With the advent of deep learning, many dense prediction tasks, i.e., tasks that produce pixel-level predictions, have seen significant performance improvements. The typical approach is to learn these tasks in isolation, that is, a separate neural network is trained for each individual task. Yet, recent multi-task learning (MTL) techniques have shown promising results w.r.t. performance, computations and/or memory footprint, by jointly tackling multiple tasks through a learned shared representation. In this survey, we provide a well-rounded view on state-of-the-art deep learning approaches for MTL in computer vision, explicitly emphasizing on dense prediction tasks. Our contributions concern the following. First, we consider MTL from a network architecture point-of-view. We include an extensive overview and discuss the advantages/disadvantages of recent popular MTL models. Second, we examine various optimization methods to tackle the joint learning of multiple tasks. We summarize the qualitative elements of these works and explore their commonalities and differences. Finally, we provide an extensive experimental evaluation across a variety of dense prediction benchmarks to examine the pros and cons of the different methods, including both architectural and optimization based strategies.

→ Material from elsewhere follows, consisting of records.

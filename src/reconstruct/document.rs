//! Extraction of typed records from the generic tree.

use crate::error::ReconstructionError;
use crate::snapshot::model::{InvocationRecord, SnapshotContainer, ValueRole, ValueSnapshot};
use crate::snapshot::tree::Node;

/// Rebuild the container a parsed document describes.
pub fn extract_container(root: &Node) -> Result<SnapshotContainer, ReconstructionError> {
    let context = root.tag.as_str();
    let mut container = SnapshotContainer::new(
        required_text(root, context, "instance_name")?,
        required_text(root, context, "snapshot_name")?,
        required_text(root, context, "session_id")?,
    );

    for (index, function) in required_list(root, context, "functions_list")?
        .iter()
        .enumerate()
    {
        let record = extract_record(function, index)?;
        // Keep recorded run ids; `push` would renumber.
        container.records.push(record);
    }
    Ok(container)
}

/// One `function` node into an [`InvocationRecord`].
pub fn extract_record(node: &Node, index: usize) -> Result<InvocationRecord, ReconstructionError> {
    let fallback_context = format!("function #{}", index + 1);
    let function_name = required_text(node, &fallback_context, "function_name")?;
    let raw_run_id = required_text(node, &fallback_context, "run_id")?;
    let context = format!("function `{function_name}` run {}", raw_run_id.trim());

    let run_id = raw_run_id
        .trim()
        .parse::<u64>()
        .map_err(|_| ReconstructionError::InvalidField {
            context: context.clone(),
            field: "run_id".to_string(),
            value: raw_run_id.clone(),
        })?;

    let arguments = required_list(node, &context, "arguments_list")?
        .iter()
        .map(|item| extract_value(item, &context))
        .collect::<Result<Vec<_>, _>>()?;
    let results = required_list(node, &context, "results_list")?
        .iter()
        .map(|item| extract_value(item, &context))
        .collect::<Result<Vec<_>, _>>()?;

    let additional_info = results
        .iter()
        .map(|r| r.note.as_str())
        .find(|note| !note.is_empty())
        .unwrap_or_default()
        .to_string();

    Ok(InvocationRecord {
        run_id,
        scope_path: required_text(node, &context, "scope_name")?,
        class_name: required_text(node, &context, "class_name")?,
        class_snapshot: required_text(node, &context, "class_dump")?,
        function_name,
        call_stack: required_text(node, &context, "call_stack")?,
        arguments,
        results,
        additional_info,
    })
}

fn extract_value(node: &Node, record_context: &str) -> Result<ValueSnapshot, ReconstructionError> {
    let name = required_text(node, record_context, "par_name")?;
    let context = format!("{record_context}, {} `{name}`", node.tag);

    let raw_state = required_text(node, &context, "par_state")?;
    let role = ValueRole::parse(&raw_state).ok_or_else(|| ReconstructionError::InvalidField {
        context: context.clone(),
        field: "par_state".to_string(),
        value: raw_state.clone(),
    })?;

    let raw_simple = required_text(node, &context, "par_simple")?;
    let is_primitive = parse_flag(&raw_simple).ok_or_else(|| ReconstructionError::InvalidField {
        context: context.clone(),
        field: "par_simple".to_string(),
        value: raw_simple.clone(),
    })?;

    Ok(ValueSnapshot {
        type_tag: required_text(node, &context, "par_type")?,
        value: required_text(node, &context, "par_value")?,
        note: node.child_text("additional_info").unwrap_or_default().to_string(),
        name,
        is_primitive,
        role,
    })
}

fn parse_flag(raw: &str) -> Option<bool> {
    match raw.trim().to_ascii_lowercase().as_str() {
        "true" | "1" => Some(true),
        "false" | "0" => Some(false),
        _ => None,
    }
}

fn required_text(node: &Node, context: &str, field: &str) -> Result<String, ReconstructionError> {
    node.child_text(field)
        .map(str::to_string)
        .ok_or_else(|| ReconstructionError::MissingField {
            context: context.to_string(),
            field: field.to_string(),
        })
}

fn required_list<'a>(
    node: &'a Node,
    context: &str,
    field: &str,
) -> Result<&'a [Node], ReconstructionError> {
    let child = node
        .child(field)
        .ok_or_else(|| ReconstructionError::MissingField {
            context: context.to_string(),
            field: field.to_string(),
        })?;
    if !child.is_list() {
        return Err(ReconstructionError::NotAList {
            context: context.to_string(),
            field: field.to_string(),
        });
    }
    Ok(child.items())
}
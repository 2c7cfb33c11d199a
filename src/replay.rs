//! Runtime support for generated regression tests.
//!
//! Generated tests run the call under test through [`run`], so a panic turns
//! into an [`Outcome::Panicked`] value instead of aborting the test before the
//! assertions get to decide.

use std::any::Any;
use std::fmt;
use std::panic::{self, AssertUnwindSafe};

use serde::{Deserialize, Serialize};

/// A panic observed during a watched or replayed call.
#[derive(Debug, Clone, PartialEq, Eq, Serialize, Deserialize)]
pub struct CapturedPanic {
    pub message: String,
}

impl CapturedPanic {
    pub fn new(message: impl Into<String>) -> Self {
        Self {
            message: message.into(),
        }
    }

    /// Extract the message from a `catch_unwind` payload.
    pub fn from_payload(payload: &(dyn Any + Send)) -> Self {
        let message = if let Some(s) = payload.downcast_ref::<&'static str>() {
            (*s).to_string()
        } else if let Some(s) = payload.downcast_ref::<String>() {
            s.clone()
        } else {
            "<non-string panic payload>".to_string()
        };
        Self { message }
    }
}

impl fmt::Display for CapturedPanic {
    fn fmt(&self, f: &mut fmt::Formatter<'_>) -> fmt::Result {
        write!(f, "panicked: {}", self.message)
    }
}

#[derive(Debug, Clone, PartialEq)]
pub enum Outcome<T> {
    Returned(T),
    Panicked(CapturedPanic),
}

impl<T> Outcome<T> {
    pub fn is_panicked(&self) -> bool {
        matches!(self, Outcome::Panicked(_))
    }

    pub fn into_result(self) -> Result<T, CapturedPanic> {
        match self {
            Outcome::Returned(value) => Ok(value),
            Outcome::Panicked(panic) => Err(panic),
        }
    }

    /// The returned value; fails the test if the call panicked.
    pub fn expect_returned(self) -> T {
        match self {
            Outcome::Returned(value) => value,
            Outcome::Panicked(p) => panic!("call under test {p}"),
        }
    }

    /// The captured panic; fails the test if the call returned.
    pub fn expect_panicked(self) -> CapturedPanic {
        match self {
            Outcome::Panicked(p) => p,
            Outcome::Returned(_) => {
                panic!("call under test returned normally but the recording panicked")
            }
        }
    }
}

/// Run `f`, converting a panic into [`Outcome::Panicked`].
pub fn run<T>(f: impl FnOnce() -> T) -> Outcome<T> {
    match panic::catch_unwind(AssertUnwindSafe(f)) {
        Ok(value) => Outcome::Returned(value),
        Err(payload) => Outcome::Panicked(CapturedPanic::from_payload(payload.as_ref())),
    }
}
//! Converter output checked in next to the functions it was captured from.
//!
//! The generated pair is compiled into this suite, so its tests run here too.
//! After a deliberate change to the generated code, regenerate both files from
//! `Converter::render` output.

pub mod calc;

#[path = "test_sloth_golden.rs"]
mod test_sloth_golden;

use std::panic::{self, AssertUnwindSafe};

use slothwatch::snapshot::SnapshotContainer;
use slothwatch::{
    Comparator, ConvertConfig, Converter, Invocation, Recorder, SerializerRegistry, Session,
    SessionState, WatchConfig, Watcher,
};

use calc::{Entry, Ledger};

const PACK: &str = "golden";

/// Watch one call of each shape and return the session's container.
fn capture() -> SnapshotContainer {
    let dir = tempfile::tempdir().unwrap();
    let config = WatchConfig {
        instance_id: PACK.to_string(),
        initial_state: SessionState::Watching,
        output_dir: dir.path().to_path_buf(),
        capture_call_stack: false,
        ..WatchConfig::default()
    };
    let mut serializers = SerializerRegistry::with_defaults();
    serializers.register::<Ledger>().register::<Entry>();
    let recorder = Recorder::new(serializers)
        .with_call_stack(false)
        .with_working_dir(env!("CARGO_MANIFEST_DIR"));
    let watcher = Watcher::new(Session::from_config(&config).unwrap().shared(), recorder);

    let x = 5_i64;
    watcher.call(&calc::double_target(), Invocation::new().arg(&x), || calc::double(x));

    let x = 1.5_f64;
    watcher.call(&calc::scale_target(), Invocation::new().arg(&x), || calc::scale(x, 2.0));

    let mut ledger = Ledger { n: 12 };
    let entry = Entry { amount: 3 };
    let target = calc::absorb_target();
    watcher
        .enter(&target, Invocation::new().on(&ledger).arg(&entry))
        .run(|| ledger.absorb(&entry));

    let x = 7_i64;
    watcher.call_tuple(&calc::split_target(), Invocation::new().arg(&x), || calc::split(x));

    let outcome = panic::catch_unwind(AssertUnwindSafe(|| {
        watcher.call(
            &calc::divide_target(),
            Invocation::new().arg(&1_i32).arg(&0_i32),
            || calc::divide(1, 0),
        )
    }));
    assert!(outcome.is_err());

    watcher.call(&calc::touch_target(), Invocation::new(), calc::touch);

    let mut container = watcher.session().lock().container().cloned().unwrap();
    container.session_id = "1700000000".to_string();
    container
}

fn converter() -> Converter {
    let mut config = ConvertConfig {
        crate_name: Some("crate".to_string()),
        ..ConvertConfig::default()
    };
    config
        .comparators
        .insert(
            "f64",
            Comparator::Function("crate::integration::golden::calc::close_enough".to_string()),
        )
        .insert("u32", Comparator::PartialEq);
    Converter::new(config)
}

#[test]
fn rendered_sources_match_checked_in_files() {
    let container = capture();
    assert_eq!(container.len(), 6);

    let sources = converter().render(PACK, &container).unwrap();

    assert_eq!(sources.test_source, include_str!("test_sloth_golden.rs"));
    assert_eq!(
        sources.data_source,
        include_str!("sloth_test_parval_golden.rs")
    );
}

随着深度学习的出现,许多密集预测任务,即产生像素级预测的任务,在性能上有了显著提升。典型的方法是孤立地学习这些任务,也就是说,为每个单独的任务训练一个单独的神经网络。然而,最近的多任务学习(MTL)技术通过学习共享表示联合处理多个任务,在性能、计算和/或内存占用方面显示出了有前景的结果。在本次综述中,我们全面介绍了计算机视觉中用于多任务学习的最新深度学习方法,特别强调密集预测任务。我们的贡献如下。首先,我们从网络架构的角度考虑多任务学习。我们进行了广泛的概述,并讨论了最近流行的多任务学习模型的优缺点。其次,我们研究了各种优化方法来处理多个任务的联合学习。我们总结了这些工作的定性要素,并探讨它们的共性和差异。最后,我们在各种密集预测基准上进行了广泛的实验评估,以检验不同方法的优缺点,包括基于架构和优化的策略。